Redshift - Table List

On this Page

Snap Type:

Read

Description:

This Snap outputs a list of tables in a database. The Snap will connect to the database, read its metadata, and output a document for each table found in the database. The table names are output in a topological order so that tables with the fewest dependencies are output first. In other words, if table A has a foreign key reference to table B, then table B will be output before A. The ordering is intended to ease the process of replicating a group of tables from one database to another.


  • Expected input: [None]
  • Expected output: Documents with the following fields:
    • name -  The fully-qualified name of the table. To use the table name in another Snap, like a Select or Insert, you can pass it through a ForEach Snap to another pipeline with the Select or Insert.
    • type - The type of table. This value is currently fixed to the string "TABLE".
    • dependents - (If Compute table graph is selected) A list of table names that have references to this table, including this table.

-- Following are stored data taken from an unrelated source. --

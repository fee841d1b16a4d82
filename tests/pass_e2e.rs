// tests/pass_e2e.rs
// Full pass through the engine: fixture gateway reader in, recorded
// dispatcher calls out.

use anyhow::Result;
use async_trait::async_trait;
use std::sync::{Arc, Mutex};

use job_digest::dispatch::Dispatcher;
use job_digest::engine::DigestEngine;
use job_digest::offsets::OffsetStore;
use job_digest::reader::gateway::GatewayReader;
use job_digest::rules::RuleSet;
use job_digest::settings::{Limits, ReaderKind, Settings};

#[derive(Clone, Default)]
struct RecordingDispatcher {
    sent: Arc<Mutex<Vec<(String, String, Option<u32>)>>>,
    fail: bool,
}

#[async_trait]
impl Dispatcher for RecordingDispatcher {
    async fn send(&self, destination: &str, text: &str, topic: Option<u32>) -> Result<()> {
        if self.fail {
            anyhow::bail!("dispatch down");
        }
        self.sent
            .lock()
            .unwrap()
            .push((destination.to_string(), text.to_string(), topic));
        Ok(())
    }

    fn name(&self) -> &'static str {
        "recording"
    }
}

fn test_settings(state_path: std::path::PathBuf) -> Settings {
    Settings {
        sources_path: "unused".into(),
        rules_path: "unused".into(),
        state_path,
        target_chat: "me".into(),
        bot_token: None,
        reader: ReaderKind::Gateway,
        gateway_url: String::new(),
        link_base: "https://t.me".into(),
        run_hours: vec![10, 14, 18],
        bind_addr: "127.0.0.1:0".into(),
        limits: Limits::default(),
    }
}

fn rules() -> RuleSet {
    RuleSet::parse(
        "[include]\nrust\n<Remote:2>\nremote\nудаленка\n[exclude]\njunior\n",
    )
}

fn engine_with(dispatcher: RecordingDispatcher, dir: &std::path::Path) -> DigestEngine {
    let reader =
        GatewayReader::from_fixture_str(include_str!("fixtures/gateway_feed.json")).unwrap();
    let store = OffsetStore::open(dir.join("offsets.json")).unwrap();
    DigestEngine::new(
        test_settings(dir.join("offsets.json")),
        vec!["rust_jobs".to_string(), "remote_it_vacancies".to_string()],
        rules(),
        Box::new(reader),
        Box::new(dispatcher),
        store,
    )
}

#[tokio::test]
async fn first_pass_dispatches_per_category_then_goes_quiet() {
    let dispatcher = RecordingDispatcher::default();
    let dir = tempfile::tempdir().unwrap();
    let engine = engine_with(dispatcher.clone(), dir.path());

    let summary = engine.run_pass().await;
    // rust_jobs: 101 (rust, cat 1), 104 (rust, cat 1); 102 excluded (junior),
    // 103 no keyword. remote_it_vacancies: 11 + 12 (cat 2), empty 13 dropped.
    assert_eq!(summary, "Sent 2 messages, 4 matches.");

    let sent = dispatcher.sent.lock().unwrap().clone();
    assert_eq!(sent.len(), 2);
    assert!(sent.iter().all(|(dest, _, _)| dest == "me"));

    let (_, general, topic1) = &sent[0];
    assert_eq!(*topic1, None);
    assert!(general.contains("<b>rust_jobs</b> — 2"));
    assert!(general.contains("https://t.me/rust_jobs/104"));
    assert!(general.contains("<b>Rust</b>"));
    assert!(!general.contains("Junior"));

    let (_, remote, topic2) = &sent[1];
    assert_eq!(*topic2, Some(2));
    assert!(remote.contains("<b>remote_it_vacancies</b> — 2"));
    assert!(remote.contains("<b>Remote</b> DevOps"));

    let offsets = engine.offsets_snapshot().await;
    assert_eq!(offsets["rust_jobs"], 104);
    assert_eq!(offsets["remote_it_vacancies"], 13);

    // Unchanged upstream: the next pass reports status only.
    let summary2 = engine.run_pass().await;
    assert_eq!(
        summary2,
        "No new matches. Sources scanned: 2, messages seen: 0."
    );
    let sent2 = dispatcher.sent.lock().unwrap();
    assert_eq!(sent2.len(), 3);
    assert_eq!(sent2[2].1, summary2);
}

#[tokio::test]
async fn dispatch_failures_do_not_abort_the_pass() {
    let dispatcher = RecordingDispatcher { fail: true, ..Default::default() };
    let dir = tempfile::tempdir().unwrap();
    let engine = engine_with(dispatcher, dir.path());

    let summary = engine.run_pass().await;
    assert_eq!(summary, "Sent 0 messages, 4 matches.");

    // Watermarks committed even though delivery failed; a failed chunk is
    // not retried within the pass.
    let offsets = engine.offsets_snapshot().await;
    assert_eq!(offsets["rust_jobs"], 104);
}

#[tokio::test]
async fn empty_source_list_reports_status() {
    let dispatcher = RecordingDispatcher::default();
    let dir = tempfile::tempdir().unwrap();
    let reader = GatewayReader::from_fixture_str("{}").unwrap();
    let store = OffsetStore::open(dir.path().join("offsets.json")).unwrap();
    let engine = DigestEngine::new(
        test_settings(dir.path().join("offsets.json")),
        Vec::new(),
        rules(),
        Box::new(reader),
        Box::new(dispatcher.clone()),
        store,
    );

    let summary = engine.run_pass().await;
    assert_eq!(summary, "No new matches. Sources: 0.");
    let sent = dispatcher.sent.lock().unwrap();
    assert_eq!(sent.len(), 1);
    assert_eq!(sent[0].2, None);
}
// src/rules.rs
//! Keyword rule configuration (`config/rules.txt`).
//!
//! Two sections: `[include]` and `[exclude]`. Inside `[include]`, a line of
//! the form `<Name:ID>` switches the active category for the keyword lines
//! that follow; bare lines are keywords for the active category (category 1
//! until the first switch). Inside `[exclude]`, every line is an exclusion
//! substring. Lines are trimmed and lowercased; blank lines and `#` comments
//! are ignored.
//!
//! Declaration order is significant: the first-declared keyword found in a
//! message decides its category, so rules live in a `Vec`, not a map.

use anyhow::{Context, Result};
use once_cell::sync::OnceCell;
use regex::Regex;
use std::fs;
use std::path::Path;
use tracing::{debug, info};

pub const DEFAULT_CATEGORY: u32 = 1;

#[derive(Debug, Clone, PartialEq, Eq)]
pub struct Rule {
    pub keyword: String,
    pub category: u32,
}

/// A `<Name:ID>` declaration, kept for logging and topic labels.
#[derive(Debug, Clone, PartialEq, Eq)]
pub struct CategoryDecl {
    pub name: String,
    pub id: u32,
}

#[derive(Debug, Clone, Default, PartialEq, Eq)]
pub struct RuleSet {
    pub rules: Vec<Rule>,
    pub exclusions: Vec<String>,
    pub categories: Vec<CategoryDecl>,
}

impl RuleSet {
    /// No inclusion keywords configured: every non-excluded, non-empty
    /// message passes with the default category.
    pub fn pass_through() -> Self {
        Self::default()
    }

    pub fn has_inclusion_rules(&self) -> bool {
        !self.rules.is_empty()
    }

    /// Load from a file; a missing file yields the pass-through set, which
    /// mirrors the optional topics config of the flat-text format.
    pub fn load(path: &Path) -> Result<Self> {
        if !path.exists() {
            info!(path = %path.display(), "no rules file, classification is pass-through");
            return Ok(Self::pass_through());
        }
        let content = fs::read_to_string(path)
            .with_context(|| format!("reading rules from {}", path.display()))?;
        let set = Self::parse(&content);
        info!(
            keywords = set.rules.len(),
            exclusions = set.exclusions.len(),
            categories = set.categories.len(),
            "rules loaded"
        );
        Ok(set)
    }

    pub fn parse(content: &str) -> Self {
        static RE_DECL: OnceCell<Regex> = OnceCell::new();
        let re_decl = RE_DECL.get_or_init(|| Regex::new(r"^<([^:>]+):(\d+)>$").unwrap());

        #[derive(PartialEq)]
        enum Section {
            None,
            Include,
            Exclude,
        }

        let mut set = RuleSet::default();
        let mut section = Section::None;
        let mut active_category = DEFAULT_CATEGORY;

        for line in content.lines() {
            let line = line.trim();
            if line.is_empty() || line.starts_with('#') {
                continue;
            }
            match line {
                "[include]" => {
                    section = Section::Include;
                    continue;
                }
                "[exclude]" => {
                    section = Section::Exclude;
                    continue;
                }
                _ => {}
            }
            match section {
                Section::Include => {
                    if let Some(caps) = re_decl.captures(line) {
                        let name = caps[1].trim().to_string();
                        // Regex guarantees digits; an overflowing id is a config typo.
                        if let Ok(id) = caps[2].parse::<u32>() {
                            debug!(name = %name, id, "category declared");
                            active_category = id;
                            set.categories.push(CategoryDecl { name, id });
                        }
                    } else {
                        set.rules.push(Rule {
                            keyword: line.to_lowercase(),
                            category: active_category,
                        });
                    }
                }
                Section::Exclude => set.exclusions.push(line.to_lowercase()),
                Section::None => {}
            }
        }
        set
    }
}

#[cfg(test)]
mod tests {
    use super::*;

    const SAMPLE: &str = "\
# job digest rules
[include]
rust
<Remote:2>
remote
удаленка

<Senior:3>
senior

[exclude]
junior
intern
";

    #[test]
    fn sections_and_category_switches() {
        let set = RuleSet::parse(SAMPLE);
        assert_eq!(
            set.rules,
            vec![
                Rule { keyword: "rust".into(), category: 1 },
                Rule { keyword: "remote".into(), category: 2 },
                Rule { keyword: "удаленка".into(), category: 2 },
                Rule { keyword: "senior".into(), category: 3 },
            ]
        );
        assert_eq!(set.exclusions, vec!["junior", "intern"]);
        assert_eq!(set.categories.len(), 2);
        assert_eq!(set.categories[0], CategoryDecl { name: "Remote".into(), id: 2 });
    }

    #[test]
    fn keywords_are_lowercased() {
        let set = RuleSet::parse("[include]\nRuSt\n[exclude]\nJUNIOR\n");
        assert_eq!(set.rules[0].keyword, "rust");
        assert_eq!(set.exclusions[0], "junior");
    }

    #[test]
    fn lines_outside_sections_are_ignored() {
        let set = RuleSet::parse("stray\n[include]\nrust\n");
        assert_eq!(set.rules.len(), 1);
    }

    #[test]
    fn exclude_only_file_has_no_inclusion_rules() {
        let set = RuleSet::parse("[exclude]\njunior\n");
        assert!(!set.has_inclusion_rules());
        assert_eq!(set.exclusions, vec!["junior"]);
    }
}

Replicating a Subset of Tables

The output of the Table List Snap can be directly used to replicate an entire database.  However, if you are only interested in a subset of tables, you can use a Filter Snap to select the table names you are interested in as well as the tables that they reference. For example, given the following diamond-shaped table graph where A depends on B and C and they both depend on D:

       A
      / \
     B   C
      \ /
       D
    

The Table List will output the following documents:

name=D; dependents=[A, B, C, D]
name=C; dependents=[A, C]
name=B; dependents=[A, B]
name=A; dependents=[A]


So, if you wanted to copy just table 'A' and its dependencies, you can add a Filter Snap with the following expression:

 $.dependents.indexOf('A') != -1


The filter will then remove any extra tables that happen to be in the schema.

ETL Transformations & Data Flow

This snap is a data source. It works by performing a standard JDBC DatabaseMetaData#getTables() query for the tables within the database. The Schema name value is used to populate the schemaPattern parameter in that query.

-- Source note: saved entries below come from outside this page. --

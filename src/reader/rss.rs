// src/reader/rss.rs
//! RSS reader: job boards that publish plain feeds instead of channels.
//!
//! The normalized source identifier is the feed's host/path; the item
//! `pubDate` (unix seconds) doubles as the monotone message id, so the
//! watermark contract works unchanged.

use anyhow::{anyhow, Context, Result};
use async_trait::async_trait;
use quick_xml::de::from_str;
use serde::Deserialize;
use time::{format_description::well_known::Rfc2822, OffsetDateTime, UtcOffset};

use super::{ChannelHandle, FeedMessage, FetchError, SourceReader};

#[derive(Debug, Deserialize)]
struct Rss {
    channel: Channel,
}
#[derive(Debug, Deserialize)]
struct Channel {
    #[serde(rename = "item", default)]
    item: Vec<Item>,
}
#[derive(Debug, Deserialize)]
struct Item {
    title: Option<String>,
    link: Option<String>,
    #[serde(rename = "pubDate")]
    pub_date: Option<String>,
    description: Option<String>,
}

fn parse_rfc2822_to_unix(ts: &str) -> u64 {
    OffsetDateTime::parse(ts, &Rfc2822)
        .ok()
        .map(|dt| dt.to_offset(UtcOffset::UTC).unix_timestamp())
        .and_then(|x| u64::try_from(x).ok())
        .unwrap_or(0)
}

pub struct RssReader {
    mode: Mode,
}

enum Mode {
    Fixture(String),
    Http { client: reqwest::Client },
}

impl RssReader {
    pub fn new() -> Self {
        Self {
            mode: Mode::Http { client: reqwest::Client::new() },
        }
    }

    /// Serve the given XML for every source; tests only.
    pub fn from_fixture_str(xml: &str) -> Self {
        Self {
            mode: Mode::Fixture(xml.to_string()),
        }
    }

    fn parse_feed(xml: &str) -> Result<Vec<FeedMessage>> {
        let xml_clean = scrub_html_entities_for_xml(xml);
        let rss: Rss = from_str(&xml_clean).context("parsing rss xml")?;

        let mut out = Vec::with_capacity(rss.channel.item.len());
        for it in rss.channel.item {
            let text = match (it.title.as_deref(), it.description.as_deref()) {
                (Some(t), Some(d)) if !t.is_empty() && !d.is_empty() => format!("{t}. {d}"),
                (Some(t), _) if !t.is_empty() => t.to_string(),
                (_, Some(d)) if !d.is_empty() => d.to_string(),
                _ => continue,
            };
            out.push(FeedMessage {
                id: it.pub_date.as_deref().map(parse_rfc2822_to_unix).unwrap_or(0),
                text,
                url: it.link,
            });
        }
        Ok(out)
    }
}

impl Default for RssReader {
    fn default() -> Self {
        Self::new()
    }
}

#[async_trait]
impl SourceReader for RssReader {
    async fn resolve(&self, source: &str) -> Result<ChannelHandle, FetchError> {
        if source.is_empty() {
            return Err(FetchError::Unresolvable(source.to_string()));
        }
        Ok(ChannelHandle { slug: source.to_string() })
    }

    async fn fetch_newer(
        &self,
        handle: &ChannelHandle,
        min_id: u64,
        limit: usize,
    ) -> Result<Vec<FeedMessage>, FetchError> {
        let mut messages = match &self.mode {
            Mode::Fixture(xml) => {
                Self::parse_feed(xml).map_err(FetchError::Transient)?
            }
            Mode::Http { client } => {
                let url = format!("https://{}", handle.slug);
                let resp = client
                    .get(&url)
                    .send()
                    .await
                    .map_err(|e| FetchError::Transient(anyhow!(e)))?;
                let status = resp.status();
                if status == reqwest::StatusCode::FORBIDDEN
                    || status == reqwest::StatusCode::UNAUTHORIZED
                {
                    return Err(FetchError::AccessDenied(handle.slug.clone()));
                }
                if status == reqwest::StatusCode::NOT_FOUND {
                    return Err(FetchError::Unresolvable(handle.slug.clone()));
                }
                if !status.is_success() {
                    return Err(FetchError::Transient(anyhow!("feed returned {status}")));
                }
                let body = resp
                    .text()
                    .await
                    .map_err(|e| FetchError::Transient(anyhow!(e)))?;
                Self::parse_feed(&body).map_err(FetchError::Transient)?
            }
        };

        messages.retain(|m| m.id > min_id);
        messages.sort_unstable_by(|a, b| b.id.cmp(&a.id));
        messages.truncate(limit);
        Ok(messages)
    }

    fn name(&self) -> &'static str {
        "rss"
    }
}

fn scrub_html_entities_for_xml(s: &str) -> String {
    s.replace("&nbsp;", " ")
        .replace("&ndash;", "-")
        .replace("&mdash;", "-")
        .replace("&ldquo;", "\"")
        .replace("&rdquo;", "\"")
        .replace("&lsquo;", "'")
        .replace("&rsquo;", "'")
}

#[cfg(test)]
mod tests {
    use super::*;

    const FEED: &str = r#"<?xml version="1.0"?>
<rss version="2.0"><channel>
  <title>jobs</title>
  <item>
    <title>Rust engineer</title>
    <link>https://example.test/jobs/1</link>
    <pubDate>Mon, 01 Jan 2024 10:00:00 GMT</pubDate>
    <description>Remote, senior</description>
  </item>
  <item>
    <title>Go engineer</title>
    <link>https://example.test/jobs/2</link>
    <pubDate>Mon, 01 Jan 2024 12:00:00 GMT</pubDate>
  </item>
</channel></rss>"#;

    #[test]
    fn pub_date_becomes_id() {
        assert_eq!(
            parse_rfc2822_to_unix("Mon, 01 Jan 2024 10:00:00 GMT"),
            1_704_103_200
        );
        assert_eq!(parse_rfc2822_to_unix("not a date"), 0);
    }

    #[tokio::test]
    async fn fixture_feed_is_windowed_newest_first() {
        let reader = RssReader::from_fixture_str(FEED);
        let handle = reader.resolve("example.test/feed.xml").await.unwrap();

        let all = reader.fetch_newer(&handle, 0, 300).await.unwrap();
        assert_eq!(all.len(), 2);
        assert!(all[0].id > all[1].id);
        assert_eq!(all[0].text, "Go engineer");
        assert_eq!(all[1].text, "Rust engineer. Remote, senior");
        assert_eq!(all[1].url.as_deref(), Some("https://example.test/jobs/1"));

        let newer = reader.fetch_newer(&handle, all[1].id, 300).await.unwrap();
        assert_eq!(newer.len(), 1);
        assert_eq!(newer[0].id, all[0].id);
    }
}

This snap does not require any temporary files or other external resources.


Input & Output

  • Input:  [None]

    Any input documents are ignored.

    • Input Schema Provided: No

    • Output: This snap produces one document per table upon successful execution. The fields are:

      • name -  The fully-qualified name of the table. To use the table name in another Snap, like a Select or Insert, you can pass it through a ForEach Snap to another pipeline with the Select or Insert.
      • type - The type of table. This value is currently fixed to the string "TABLE".
      • dependents - (If Compute table graph is selected) A list of table names that have references to this table, including this table.

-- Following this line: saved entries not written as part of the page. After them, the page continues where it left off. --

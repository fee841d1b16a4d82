//! Job Digest Service — Binary Entrypoint
//! Wires the scan engine to its reader, dispatcher, schedule, and the HTTP
//! trigger surface.

use anyhow::Context;
use std::sync::Arc;
use tracing::{info, warn};
use tracing_subscriber::{fmt, prelude::*, EnvFilter};

use job_digest::api::{self, AppState};
use job_digest::dispatch::{telegram::TelegramDispatcher, Dispatcher, LogDispatcher};
use job_digest::engine::DigestEngine;
use job_digest::metrics::Metrics;
use job_digest::offsets::OffsetStore;
use job_digest::reader::{gateway::GatewayReader, rss::RssReader, SourceReader};
use job_digest::rules::RuleSet;
use job_digest::scheduler::spawn_scan_scheduler;
use job_digest::settings::{ReaderKind, Settings};
use job_digest::sources::load_sources;

#[tokio::main]
async fn main() -> anyhow::Result<()> {
    // Load .env in local/dev; no-op when variables come from the environment.
    let _ = dotenvy::dotenv();

    let filter = EnvFilter::try_from_default_env().unwrap_or_else(|_| EnvFilter::new("info"));
    tracing_subscriber::registry()
        .with(filter)
        .with(fmt::layer().compact())
        .init();

    let settings = Settings::from_env()?;

    // The source list is the one required input; its absence is fatal.
    let sources = load_sources(&settings.sources_path)
        .with_context(|| format!("no source list at {}", settings.sources_path.display()))?;
    let rules = RuleSet::load(&settings.rules_path)?;
    let store = OffsetStore::open(&settings.state_path)?;

    let reader: Box<dyn SourceReader> = match settings.reader {
        ReaderKind::Gateway => Box::new(GatewayReader::from_url(&settings.gateway_url)),
        ReaderKind::Rss => Box::new(RssReader::new()),
    };
    let dispatcher: Box<dyn Dispatcher> = match settings.bot_token.clone() {
        Some(token) => Box::new(TelegramDispatcher::new(token)),
        None => {
            warn!("TELEGRAM_BOT_TOKEN not set, digests go to the log only");
            Box::new(LogDispatcher)
        }
    };
    info!(
        sources = sources.len(),
        reader = reader.name(),
        dispatcher = dispatcher.name(),
        target = %settings.target_chat,
        "job-digest starting"
    );

    let metrics = Metrics::init();
    let bind_addr = settings.bind_addr.clone();
    let engine = Arc::new(DigestEngine::new(
        settings, sources, rules, reader, dispatcher, store,
    ));

    // One pass right away, then the wall-clock schedule takes over.
    let summary = engine.run_pass().await;
    info!(%summary, "startup pass");
    spawn_scan_scheduler(engine.clone());

    let router = api::create_router(AppState { engine }).merge(metrics.router());
    let listener = tokio::net::TcpListener::bind(&bind_addr)
        .await
        .with_context(|| format!("binding {bind_addr}"))?;
    info!(addr = %bind_addr, "http surface up");
    axum::serve(listener, router).await?;
    Ok(())
}
use std::fmt;

use serde::{Deserialize, Serialize};

/// Global permission tier resolved by the identity oracle.
#[derive(Debug, Clone, Copy, PartialEq, Eq, Hash, Default, Serialize, Deserialize)]
#[serde(rename_all = "lowercase")]
pub enum Role {
    #[default]
    User,
    Admin,
    SuperAdmin,
}

/// How an actor relates to one particular project.
#[derive(Debug, Clone, Copy, PartialEq, Eq)]
pub enum Relation {
    Outsider,
    Member,
    Owner,
}

/// Something an actor may attempt on a project.
#[derive(Debug, Clone, Copy, PartialEq, Eq)]
pub enum Capability {
    View,
    Propose,
    CommitDirect,
    Review,
    ManageMembers,
    CreateProject,
}

impl Role {
    #[must_use]
    pub const fn is_privileged(self) -> bool {
        matches!(self, Role::Admin | Role::SuperAdmin)
    }

    #[must_use]
    pub const fn as_str(self) -> &'static str {
        match self {
            Role::User => "user",
            Role::Admin => "admin",
            Role::SuperAdmin => "superadmin",
        }
    }

    pub fn parse(s: &str) -> Option<Role> {
        match s {
            "user" => Some(Role::User),
            "admin" => Some(Role::Admin),
            "superadmin" => Some(Role::SuperAdmin),
            _ => None,
        }
    }

    /// Capability table. Touching content always needs membership; privileged
    /// roles add commit rights inside a project and review, member management,
    /// and project creation everywhere.
    #[must_use]
    pub const fn allows(self, relation: Relation, capability: Capability) -> bool {
        match (relation, capability) {
            (_, Capability::CreateProject) => self.is_privileged(),
            (Relation::Outsider, Capability::Review | Capability::ManageMembers) => {
                self.is_privileged()
            }
            (Relation::Outsider, _) => false,
            (Relation::Owner, _) => true,
            (Relation::Member, Capability::View | Capability::Propose) => true,
            (Relation::Member, _) => self.is_privileged(),
        }
    }
}

impl fmt::Display for Role {
    fn fmt(&self, f: &mut fmt::Formatter<'_>) -> fmt::Result {
        f.write_str(self.as_str())
    }
}

impl fmt::Display for Capability {
    fn fmt(&self, f: &mut fmt::Formatter<'_>) -> fmt::Result {
        let name = match self {
            Capability::View => "view",
            Capability::Propose => "propose",
            Capability::CommitDirect => "commit",
            Capability::Review => "review",
            Capability::ManageMembers => "manage members",
            Capability::CreateProject => "create projects",
        };
        f.write_str(name)
    }
}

    • Output Schema Provided: Yes

    • Preview Supported: Yes

    • Passthrough Supported: No

    • Output Examples:

      • Example output upon successful execution without Compute table graph selected:

        [
          {
            "name": "\"demo\".\"'redshiftbulkload'\"",
            "type": "TABLE"
          },
          {
            "name": "\"demo\".\"'shankaradp'\"",
            "type": "TABLE"
          },
          {
            "name": "\"demo\".\"'shankaradp1'\"",
            "type": "TABLE"
          },
          {
            "name": "\"demo\".\"'shankardemo'\"",
            "type": "TABLE"
          },
          {
            "name": "\"demo\".\"'shankardemo1'\"",
            "type": "TABLE"
          }
        ]
      • Example output upon successful execution with Compute table graph selected:

          {
            "name": "\"demo\".\"account\"",
            "type": "TABLE",
            "dependents": [
              "\"demo\".\"account\""
            ]
          },
          {
            "name": "\"demo\".\"account_transaction\"",
            "type": "TABLE",
            "dependents": [
              "\"demo\".\"account_transaction\""
            ]
          },
          {
            "name": "\"demo\".\"accounts_oy\"",
            "type": "TABLE",
            "dependents": [
              "\"demo\".\"accounts_oy\""
            ]
          }
        ]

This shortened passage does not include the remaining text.